> [Activity]
Repeat the stretch of entries below from the line with "if index == 0" through the line with "pub fn transition_frames(&self)". Include both ends and add nothing.

[Stored items]

————

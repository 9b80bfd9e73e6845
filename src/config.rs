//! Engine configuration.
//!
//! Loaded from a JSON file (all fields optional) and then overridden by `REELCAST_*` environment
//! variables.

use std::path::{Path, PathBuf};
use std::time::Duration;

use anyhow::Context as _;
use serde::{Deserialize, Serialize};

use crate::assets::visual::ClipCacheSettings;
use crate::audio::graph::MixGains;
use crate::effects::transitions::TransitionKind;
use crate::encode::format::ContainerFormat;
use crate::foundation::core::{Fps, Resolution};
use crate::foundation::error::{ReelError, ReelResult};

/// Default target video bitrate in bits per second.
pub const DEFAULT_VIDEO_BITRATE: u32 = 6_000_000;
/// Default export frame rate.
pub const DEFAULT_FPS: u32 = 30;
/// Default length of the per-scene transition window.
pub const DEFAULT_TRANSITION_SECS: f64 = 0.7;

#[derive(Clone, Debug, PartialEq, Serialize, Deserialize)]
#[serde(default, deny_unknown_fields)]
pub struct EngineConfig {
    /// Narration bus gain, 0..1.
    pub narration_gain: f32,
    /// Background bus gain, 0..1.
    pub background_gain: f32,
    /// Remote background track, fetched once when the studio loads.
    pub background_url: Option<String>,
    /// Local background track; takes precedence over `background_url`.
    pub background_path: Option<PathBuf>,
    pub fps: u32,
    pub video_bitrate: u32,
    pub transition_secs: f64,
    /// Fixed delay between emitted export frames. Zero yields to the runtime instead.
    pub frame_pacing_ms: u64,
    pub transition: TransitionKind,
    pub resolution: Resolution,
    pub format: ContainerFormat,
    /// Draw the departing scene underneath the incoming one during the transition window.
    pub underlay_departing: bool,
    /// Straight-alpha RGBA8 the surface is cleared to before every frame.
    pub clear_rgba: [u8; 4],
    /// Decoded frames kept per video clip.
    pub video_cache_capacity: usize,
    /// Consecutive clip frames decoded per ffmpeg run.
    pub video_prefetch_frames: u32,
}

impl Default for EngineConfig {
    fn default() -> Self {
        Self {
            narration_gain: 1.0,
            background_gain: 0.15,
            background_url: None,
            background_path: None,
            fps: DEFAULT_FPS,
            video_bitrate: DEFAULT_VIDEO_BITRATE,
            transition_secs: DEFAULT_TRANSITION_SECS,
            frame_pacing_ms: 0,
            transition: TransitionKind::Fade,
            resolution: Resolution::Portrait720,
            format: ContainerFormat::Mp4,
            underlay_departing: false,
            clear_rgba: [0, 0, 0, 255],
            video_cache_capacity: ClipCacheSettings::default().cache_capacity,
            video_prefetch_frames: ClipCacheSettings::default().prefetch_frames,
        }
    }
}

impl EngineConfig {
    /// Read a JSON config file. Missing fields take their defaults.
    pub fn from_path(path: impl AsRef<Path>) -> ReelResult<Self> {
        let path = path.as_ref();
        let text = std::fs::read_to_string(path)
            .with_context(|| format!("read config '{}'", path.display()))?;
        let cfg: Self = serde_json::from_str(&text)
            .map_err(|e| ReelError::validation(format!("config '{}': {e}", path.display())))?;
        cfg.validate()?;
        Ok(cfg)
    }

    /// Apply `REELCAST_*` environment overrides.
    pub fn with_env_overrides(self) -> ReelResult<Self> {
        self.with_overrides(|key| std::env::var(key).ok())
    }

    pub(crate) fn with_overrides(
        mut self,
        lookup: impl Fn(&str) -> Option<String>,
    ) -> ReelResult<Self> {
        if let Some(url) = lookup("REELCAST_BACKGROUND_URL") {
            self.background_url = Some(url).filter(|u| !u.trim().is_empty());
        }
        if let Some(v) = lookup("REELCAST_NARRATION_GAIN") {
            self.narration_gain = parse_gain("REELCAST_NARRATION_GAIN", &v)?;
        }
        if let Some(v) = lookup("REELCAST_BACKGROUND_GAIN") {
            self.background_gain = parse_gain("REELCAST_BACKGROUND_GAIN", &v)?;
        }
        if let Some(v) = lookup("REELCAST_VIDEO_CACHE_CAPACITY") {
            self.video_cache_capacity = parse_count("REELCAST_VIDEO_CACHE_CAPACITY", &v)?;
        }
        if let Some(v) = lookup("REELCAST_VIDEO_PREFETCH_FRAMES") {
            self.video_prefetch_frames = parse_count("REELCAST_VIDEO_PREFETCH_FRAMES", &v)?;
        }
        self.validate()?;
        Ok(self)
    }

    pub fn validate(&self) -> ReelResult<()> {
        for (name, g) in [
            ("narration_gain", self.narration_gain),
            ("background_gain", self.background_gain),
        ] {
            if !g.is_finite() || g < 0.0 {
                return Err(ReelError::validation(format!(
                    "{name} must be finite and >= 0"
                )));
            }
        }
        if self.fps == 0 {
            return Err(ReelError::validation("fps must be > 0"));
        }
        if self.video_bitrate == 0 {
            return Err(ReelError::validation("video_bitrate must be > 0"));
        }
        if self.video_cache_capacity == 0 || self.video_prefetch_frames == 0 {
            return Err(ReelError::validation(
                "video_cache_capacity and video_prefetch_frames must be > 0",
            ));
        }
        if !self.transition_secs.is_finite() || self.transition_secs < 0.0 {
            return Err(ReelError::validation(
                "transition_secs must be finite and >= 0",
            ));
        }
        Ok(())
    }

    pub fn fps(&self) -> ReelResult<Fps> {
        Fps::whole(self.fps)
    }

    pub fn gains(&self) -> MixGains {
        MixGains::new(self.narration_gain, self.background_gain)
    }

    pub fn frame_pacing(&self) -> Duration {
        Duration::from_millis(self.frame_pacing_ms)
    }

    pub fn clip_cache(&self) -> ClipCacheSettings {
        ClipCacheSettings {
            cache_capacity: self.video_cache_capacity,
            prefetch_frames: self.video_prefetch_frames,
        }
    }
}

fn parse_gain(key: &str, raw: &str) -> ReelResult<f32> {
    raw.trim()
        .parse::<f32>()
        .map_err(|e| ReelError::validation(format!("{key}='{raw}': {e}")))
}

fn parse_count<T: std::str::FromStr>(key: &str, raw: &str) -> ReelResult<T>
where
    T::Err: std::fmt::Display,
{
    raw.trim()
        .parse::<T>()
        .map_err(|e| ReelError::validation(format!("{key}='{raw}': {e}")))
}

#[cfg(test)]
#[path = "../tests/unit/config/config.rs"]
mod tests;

————

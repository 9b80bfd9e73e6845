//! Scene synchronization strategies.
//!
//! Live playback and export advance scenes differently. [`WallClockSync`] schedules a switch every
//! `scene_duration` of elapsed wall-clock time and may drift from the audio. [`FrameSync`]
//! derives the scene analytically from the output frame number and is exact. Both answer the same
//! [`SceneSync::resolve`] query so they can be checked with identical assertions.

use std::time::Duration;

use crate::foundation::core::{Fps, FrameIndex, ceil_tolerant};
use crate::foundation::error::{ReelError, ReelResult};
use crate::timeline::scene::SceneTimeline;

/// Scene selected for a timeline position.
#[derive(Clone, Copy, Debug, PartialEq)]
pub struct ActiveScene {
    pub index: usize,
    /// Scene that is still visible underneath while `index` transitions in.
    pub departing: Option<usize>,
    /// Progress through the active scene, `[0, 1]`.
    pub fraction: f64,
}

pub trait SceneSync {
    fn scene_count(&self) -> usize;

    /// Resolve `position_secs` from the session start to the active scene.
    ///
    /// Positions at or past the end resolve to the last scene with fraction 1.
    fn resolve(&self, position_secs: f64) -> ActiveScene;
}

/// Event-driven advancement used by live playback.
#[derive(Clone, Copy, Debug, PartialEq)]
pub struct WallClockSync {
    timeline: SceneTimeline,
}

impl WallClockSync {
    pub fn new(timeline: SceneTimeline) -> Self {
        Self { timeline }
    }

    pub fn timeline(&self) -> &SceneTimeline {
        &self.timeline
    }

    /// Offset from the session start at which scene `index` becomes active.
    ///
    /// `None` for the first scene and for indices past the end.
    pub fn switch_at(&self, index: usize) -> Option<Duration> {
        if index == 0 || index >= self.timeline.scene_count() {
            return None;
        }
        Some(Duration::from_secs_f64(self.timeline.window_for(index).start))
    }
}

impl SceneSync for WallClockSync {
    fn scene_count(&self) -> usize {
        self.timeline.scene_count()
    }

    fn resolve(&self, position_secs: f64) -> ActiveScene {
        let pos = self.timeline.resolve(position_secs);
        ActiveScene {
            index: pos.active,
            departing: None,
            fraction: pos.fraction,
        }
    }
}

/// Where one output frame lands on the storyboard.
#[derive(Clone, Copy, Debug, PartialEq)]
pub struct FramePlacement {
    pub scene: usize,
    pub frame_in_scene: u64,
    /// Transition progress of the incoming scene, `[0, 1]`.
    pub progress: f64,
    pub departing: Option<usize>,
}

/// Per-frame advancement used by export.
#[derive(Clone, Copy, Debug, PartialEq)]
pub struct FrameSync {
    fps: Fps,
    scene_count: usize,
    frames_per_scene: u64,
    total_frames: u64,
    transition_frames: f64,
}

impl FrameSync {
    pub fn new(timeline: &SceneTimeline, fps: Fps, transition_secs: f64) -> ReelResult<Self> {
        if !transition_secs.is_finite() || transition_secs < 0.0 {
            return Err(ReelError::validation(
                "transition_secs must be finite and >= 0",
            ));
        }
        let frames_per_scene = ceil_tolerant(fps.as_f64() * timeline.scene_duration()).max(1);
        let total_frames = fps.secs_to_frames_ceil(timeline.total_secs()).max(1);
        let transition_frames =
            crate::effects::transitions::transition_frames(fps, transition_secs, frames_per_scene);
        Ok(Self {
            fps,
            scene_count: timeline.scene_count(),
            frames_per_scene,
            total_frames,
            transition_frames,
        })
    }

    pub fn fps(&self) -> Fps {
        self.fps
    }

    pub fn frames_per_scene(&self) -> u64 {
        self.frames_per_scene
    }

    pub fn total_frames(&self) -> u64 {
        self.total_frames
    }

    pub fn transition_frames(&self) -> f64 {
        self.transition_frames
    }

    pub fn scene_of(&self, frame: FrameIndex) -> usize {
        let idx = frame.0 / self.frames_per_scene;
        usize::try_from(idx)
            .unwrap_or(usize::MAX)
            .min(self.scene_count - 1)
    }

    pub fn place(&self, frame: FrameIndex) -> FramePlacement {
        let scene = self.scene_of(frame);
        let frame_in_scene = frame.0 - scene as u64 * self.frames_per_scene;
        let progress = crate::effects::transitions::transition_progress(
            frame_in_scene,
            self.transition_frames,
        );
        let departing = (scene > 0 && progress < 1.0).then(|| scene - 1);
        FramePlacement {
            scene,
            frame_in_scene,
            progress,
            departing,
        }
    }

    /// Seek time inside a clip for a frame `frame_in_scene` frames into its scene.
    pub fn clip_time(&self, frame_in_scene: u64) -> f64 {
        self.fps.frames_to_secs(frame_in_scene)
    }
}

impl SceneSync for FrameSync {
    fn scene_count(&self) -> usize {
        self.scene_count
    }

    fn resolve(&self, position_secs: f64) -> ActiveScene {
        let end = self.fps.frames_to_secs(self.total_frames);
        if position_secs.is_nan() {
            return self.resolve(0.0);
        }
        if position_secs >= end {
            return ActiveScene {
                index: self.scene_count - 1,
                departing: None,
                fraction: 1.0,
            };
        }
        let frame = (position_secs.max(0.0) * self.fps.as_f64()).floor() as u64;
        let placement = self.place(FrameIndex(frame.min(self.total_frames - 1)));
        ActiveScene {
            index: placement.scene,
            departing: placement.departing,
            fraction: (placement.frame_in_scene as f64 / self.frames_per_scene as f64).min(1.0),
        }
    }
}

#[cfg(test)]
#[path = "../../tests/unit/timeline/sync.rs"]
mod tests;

————

> [Output of the task]
        if index == 0 || index >= self.timeline.scene_count() {
            return None;
        }
        Some(Duration::from_secs_f64(self.timeline.window_for(index).start))
    }
}

impl SceneSync for WallClockSync {
    fn scene_count(&self) -> usize {
        self.timeline.scene_count()
    }

    fn resolve(&self, position_secs: f64) -> ActiveScene {
        let pos = self.timeline.resolve(position_secs);
        ActiveScene {
            index: pos.active,
            departing: None,
            fraction: pos.fraction,
        }
    }
}

/// Where one output frame lands on the storyboard.
#[derive(Clone, Copy, Debug, PartialEq)]
pub struct FramePlacement {
    pub scene: usize,
    pub frame_in_scene: u64,
    /// Transition progress of the incoming scene, `[0, 1]`.
    pub progress: f64,
    pub departing: Option<usize>,
}

/// Per-frame advancement used by export.
#[derive(Clone, Copy, Debug, PartialEq)]
pub struct FrameSync {
    fps: Fps,
    scene_count: usize,
    frames_per_scene: u64,
    total_frames: u64,
    transition_frames: f64,
}

impl FrameSync {
    pub fn new(timeline: &SceneTimeline, fps: Fps, transition_secs: f64) -> ReelResult<Self> {
        if !transition_secs.is_finite() || transition_secs < 0.0 {
            return Err(ReelError::validation(
                "transition_secs must be finite and >= 0",
            ));
        }
        let frames_per_scene = ceil_tolerant(fps.as_f64() * timeline.scene_duration()).max(1);
        let total_frames = fps.secs_to_frames_ceil(timeline.total_secs()).max(1);
        let transition_frames =
            crate::effects::transitions::transition_frames(fps, transition_secs, frames_per_scene);
        Ok(Self {
            fps,
            scene_count: timeline.scene_count(),
            frames_per_scene,
            total_frames,
            transition_frames,
        })
    }

    pub fn fps(&self) -> Fps {
        self.fps
    }

    pub fn frames_per_scene(&self) -> u64 {
        self.frames_per_scene
    }

    pub fn total_frames(&self) -> u64 {
        self.total_frames
    }

    pub fn transition_frames(&self) -> f64 {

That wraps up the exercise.